O caso Cid Moreira e o que você precisa saber sobre herança

O testamento deixado pelo ex-apresentador Cid Moreira, morto aos 97 anos, trouxe a tona a questão que muitos não querem falar: herança. Especialmente, quando há discórdias sobre a distribuição da herança e o que estava no testamento.

Você já parou para pensar no que acontecerá com os seus bens quando você não estiver mais aqui? Essa é uma questão que, mais cedo ou mais tarde, todos precisamos enfrentar.

Mas falar de herança nem sempre é simples. Afinal, é um tema que envolve emoções, expectativas e, claro, questões legais.
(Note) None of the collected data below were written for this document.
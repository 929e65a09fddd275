//! External oracles: format conversion, key estimation and pitch spelling.
//!
//! The transcription only talks to the [`Oracle`] trait. [`java::JavaOracle`]
//! implements it on top of the abtab Java tools; tests use in-process stubs.

pub mod java;

use crate::transcriber::tuning::{Mode, ScoreLayout, Tuning};
use crate::DiplomatError;
use serde::{Deserialize, Deserializer, Serialize};
use std::collections::HashMap;
use std::path::Path;

pub trait Oracle {
    /// MEI rendering of a non-MEI tablature file.
    fn convert(&self, source: &Path) -> Result<String, DiplomatError>;

    /// Signed accidental count of the key the piece is in.
    fn estimate_key(&self, tuning: Tuning, source: &Path) -> Result<i32, DiplomatError>;

    /// Pitch-class grids of `key` in `mode`.
    fn pitch_grids(&self, key: i32, mode: Mode) -> Result<PitchGrids, DiplomatError>;

    /// Spelled pitches, keyed by note identifier.
    fn spell(
        &self,
        request: &SpellingRequest<'_>,
    ) -> Result<HashMap<String, SpelledPitch>, DiplomatError>;
}

/// Diatonic grids of a key, index-aligned.
#[derive(Debug, Clone, PartialEq, Eq, Serialize, Deserialize)]
pub struct PitchGrids {
    /// MIDI pitch class of each scale degree
    #[serde(rename = "mpcGrid")]
    pub mpc_grid: Vec<i32>,
    /// Alteration type of each degree (`"f"`, `"s"`, `"n"`)
    #[serde(rename = "altGrid")]
    pub alt_grid: Vec<String>,
    /// Pitch name of each degree
    #[serde(rename = "pcGrid")]
    pub pc_grid: Vec<String>,
}

impl PitchGrids {
    /// Index of the degree with MIDI pitch class `pitch_class`.
    pub fn degree_of(&self, pitch_class: i32) -> Option<usize> {
        self.mpc_grid.iter().position(|&pc| pc == pitch_class)
    }
}

/// One note awaiting its spelling: identifier, measure number, MIDI pitch.
/// Serialized as a three element JSON array.
#[derive(Debug, Clone, PartialEq, Eq, Serialize)]
pub struct UnspelledPitch(pub String, pub String, pub i32);

#[derive(Debug, Clone, Copy)]
pub struct SpellingRequest<'a> {
    pub notes: &'a [UnspelledPitch],
    pub key: i32,
    pub grids: &'a PitchGrids,
    pub layout: ScoreLayout,
}

/// Accidentals in effect at a note, bucketed as double flats, flats,
/// naturals, sharps and double sharps.
#[derive(Debug, Clone, Default, PartialEq, Deserialize)]
pub struct AccidentalsInEffect(pub Vec<Vec<serde_json::Value>>);

impl AccidentalsInEffect {
    pub fn is_empty(&self) -> bool {
        self.0.iter().all(Vec::is_empty)
    }
}

/// Oracle answer for a single note.
#[derive(Debug, Clone, PartialEq, Deserialize)]
pub struct SpelledPitch {
    #[serde(deserialize_with = "int_or_string")]
    pub pitch: i32,
    #[serde(rename = "accidsInEffect", alias = "accidentsInEffect", default)]
    pub accidentals_in_effect: AccidentalsInEffect,
    pub pname: String,
    #[serde(default)]
    pub accid: String,
    #[serde(rename = "accid.ges", default)]
    pub accid_ges: String,
}

#[derive(Deserialize)]
#[serde(untagged)]
enum IntOrString {
    Int(i32),
    Str(String),
}

/// Accepts `60` as well as `"60"`.
pub(crate) fn int_or_string<'de, D: Deserializer<'de>>(deserializer: D) -> Result<i32, D::Error> {
    match IntOrString::deserialize(deserializer)? {
        IntOrString::Int(value) => Ok(value),
        IntOrString::Str(value) => value.trim().parse().map_err(serde::de::Error::custom),
    }
}

#[cfg(test)]
mod tests {
    use super::*;

    #[test]
    fn deserialize_spelled_pitch() {
        let json = r#"{"n1": {"pitch": "66", "accidsInEffect": [[], [], [], [6], []],
                       "pname": "f", "accid": "s", "accid.ges": ""},
                       "n2": {"pitch": 67, "accidsInEffect": [[], [], [], [], []], "pname": "g"}}"#;
        let answer: HashMap<String, SpelledPitch> = serde_json::from_str(json).unwrap();
        let n1 = &answer["n1"];
        assert_eq!(n1.pitch, 66);
        assert_eq!(n1.accid, "s");
        assert!(!n1.accidentals_in_effect.is_empty());
        let n2 = &answer["n2"];
        assert_eq!(n2.pitch, 67);
        assert!(n2.accidentals_in_effect.is_empty());
        assert_eq!(n2.accid_ges, "");
    }

    #[test]
    fn serialize_unspelled_as_triples() {
        let notes = vec![UnspelledPitch("n1".to_string(), "3".to_string(), 67)];
        assert_eq!(serde_json::to_string(&notes).unwrap(), r#"[["n1","3",67]]"#);
    }

    #[test]
    fn grids_lookup() {
        let grids: PitchGrids = serde_json::from_str(
            r#"{"mpcGrid": [0, 2, 4, 5, 7, 9, 11], "altGrid": ["n","n","n","n","n","n","n"],
                "pcGrid": ["c","d","e","f","g","a","b"]}"#,
        )
        .unwrap();
        assert_eq!(grids.degree_of(7), Some(4));
        assert_eq!(grids.degree_of(6), None);
    }
}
Se você já se perguntou se é possível decidir quem fica com o seu patrimônio ou se é obrigado a deixar algo para seus filhos, então este artigo é para você!

 

A herança e os herdeiros necessários

 

Vamos direto ao ponto: sim, é possível destinar parte da sua herança para quem você quiser. Contudo, existem algumas regras que o nosso Código Civil impõe.

A principal delas é que pelo menos metade dos seus bens precisa ser deixada para os herdeiros necessários. Mas quem são esses herdeiros necessários, afinal?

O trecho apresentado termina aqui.